Übungen – Rangeln

Die nachfolgende körperliche Übung kann für Beziehungspartner*innen hilfreich sein, um einen anderen Umgang mit Spannungen und Konflikten zu erlernen. Wie Kinder, die sich balgen und rumtoben, wenn sie aufeinander wütend sind und noch keine Sprache haben, um ihre Gefühle verbal auszudrücken.

Anstatt sich verbal zu streiten, was häufig eine verletzende und trennende Wirkung hat, können die aufgestauten Gefühle in Bewegung gebracht werden, ohne dass die Beziehung dabei abgebrochen wird.

Es geht beim Rangeln um ein spielerisches Kämpfen.
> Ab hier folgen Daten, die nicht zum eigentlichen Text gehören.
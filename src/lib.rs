// SPDX-License-Identifier: MIT
// Copyright 2026 Roland Dreier <roland@kernel.org>

//! Streak-Tracker: consecutive-day activity streaks for a fitness app
//!
//! This crate provides the backend API for logging completed activity
//! sessions and serving each user's current and longest streak from a
//! cached counter that is checked against the activity log on every read.

pub mod config;
pub mod db;
pub mod error;
pub mod middleware;
pub mod models;
pub mod routes;
pub mod services;
pub mod time_utils;

use config::Config;
use db::{ActivityLogReader, ActivityLogWriter, StreakStateStore};
use services::{ActivityLogger, StreakEngine};
use std::sync::Arc;
use time_utils::Clock;

/// Shared application state.
pub struct AppState {
    pub config: Config,
    pub engine: StreakEngine,
    pub activity_log: Arc<dyn ActivityLogReader>,
    pub activity_logger: ActivityLogger,
}

impl AppState {
    /// Wire the engine and services over the given storage backends.
    pub fn new(
        config: Config,
        reader: Arc<dyn ActivityLogReader>,
        writer: Arc<dyn ActivityLogWriter>,
        store: Arc<dyn StreakStateStore>,
        clock: Arc<dyn Clock>,
    ) -> Self {
        let engine = StreakEngine::new(reader.clone(), store, clock.clone(), &config.streak);
        let activity_logger = ActivityLogger::new(
            writer,
            engine.clone(),
            clock,
            config.streak.history_horizon_days,
            config.streak.store_timeout,
        );

        Self {
            config,
            engine,
            activity_log: reader,
            activity_logger,
        }
    }

    /// Wire everything over one backend implementing all storage traits.
    pub fn with_backend<B>(config: Config, backend: Arc<B>, clock: Arc<dyn Clock>) -> Self
    where
        B: ActivityLogReader + ActivityLogWriter + StreakStateStore + 'static,
    {
        Self::new(config, backend.clone(), backend.clone(), backend, clock)
    }
}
Da es nicht das Ziel ist, zu obsiegen, können auch unterschiedlich kräftige Personen diese Übung miteinander machen.  Die Übung erfordert Bewusstheit, damit niemand körperlich verletzt wird. Druck kann abgebaut werden, Widerstände können ausagiert werden und das was zwischen zwei Personen blockiert ist, kann wieder ins Fließen gebracht werden. Wut und Aggressionen können sich einlösen und es entsteht eine Verbindung, keine Trennung.
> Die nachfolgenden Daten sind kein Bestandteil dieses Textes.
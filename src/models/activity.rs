// SPDX-License-Identifier: MIT
// Copyright 2026 Roland Dreier <roland@kernel.org>

//! Completed activity session model.

use chrono::{DateTime, Utc};
use serde::{Deserialize, Serialize};

/// Stored activity record in Firestore.
///
/// Records are append-only: once written they are never edited. Only the
/// UTC calendar date of `occurred_at` matters for streaks, so several
/// sessions on the same day count once.
#[derive(Debug, Clone, PartialEq, Eq, Serialize, Deserialize)]
pub struct ActivityRecord {
    /// Unique activity ID (also used as document ID)
    pub activity_id: String,
    /// Owning user
    pub user_id: String,
    /// Sport type (Run, Ride, Yoga, etc.)
    pub sport_type: String,
    /// When the session was completed (RFC3339, UTC)
    #[serde(with = "crate::time_utils::rfc3339_utc")]
    pub occurred_at: DateTime<Utc>,
}
// SPDX-License-Identifier: MIT
// Copyright 2026 Roland Dreier <roland@rolandd.dev>

//! Pure streak arithmetic over sets of activity dates.
//!
//! Nothing here reads the clock or touches a store; "today" is always
//! passed in by the caller.

use chrono::NaiveDate;
use std::collections::BTreeSet;

/// Consecutive days with activity ending at `today`.
///
/// A day without activity yet is not part of a live streak, so this
/// returns 0 whenever `today` itself is missing from `dates`, even if
/// every earlier day is present.
pub fn current_streak(dates: &BTreeSet<NaiveDate>, today: NaiveDate) -> u32 {
    let mut count = 0;
    let mut cursor = Some(today);

    while let Some(day) = cursor.filter(|d| dates.contains(d)) {
        count += 1;
        cursor = day.pred_opt();
    }

    count
}

/// Longest run of consecutive days anywhere in `dates`.
pub fn longest_run(dates: &BTreeSet<NaiveDate>) -> u32 {
    let mut longest = 0;
    let mut run = 0;
    let mut prev: Option<NaiveDate> = None;

    for &day in dates {
        run = match prev.and_then(|p| p.succ_opt()) {
            Some(next) if next == day => run + 1,
            _ => 1,
        };
        longest = longest.max(run);
        prev = Some(day);
    }

    longest
}

/// Most recent activity date on or before `today`.
pub fn last_activity_date(dates: &BTreeSet<NaiveDate>, today: NaiveDate) -> Option<NaiveDate> {
    dates.range(..=today).next_back().copied()
}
Diese Übung kann eine sehr öffnende Wirkung haben. Sind die „groben Gefühle“ wie Wut und Aggression, Druck usw. abgebaut, zeigen sich dahinter häufig Gefühlsschichten, die feiner und zarter sind. Beispielsweise Trauer, Schmerz, aber auch Zuneigung und Liebe.

Es ist hilfreich für Beziehungspartner*innen, das Rangeln zu üben, bevor sie in ein Streitmuster rutschen, um sich daran zu gewöhnen, anstatt miteinander verbal zu streiten, ins Rangeln überzugehen.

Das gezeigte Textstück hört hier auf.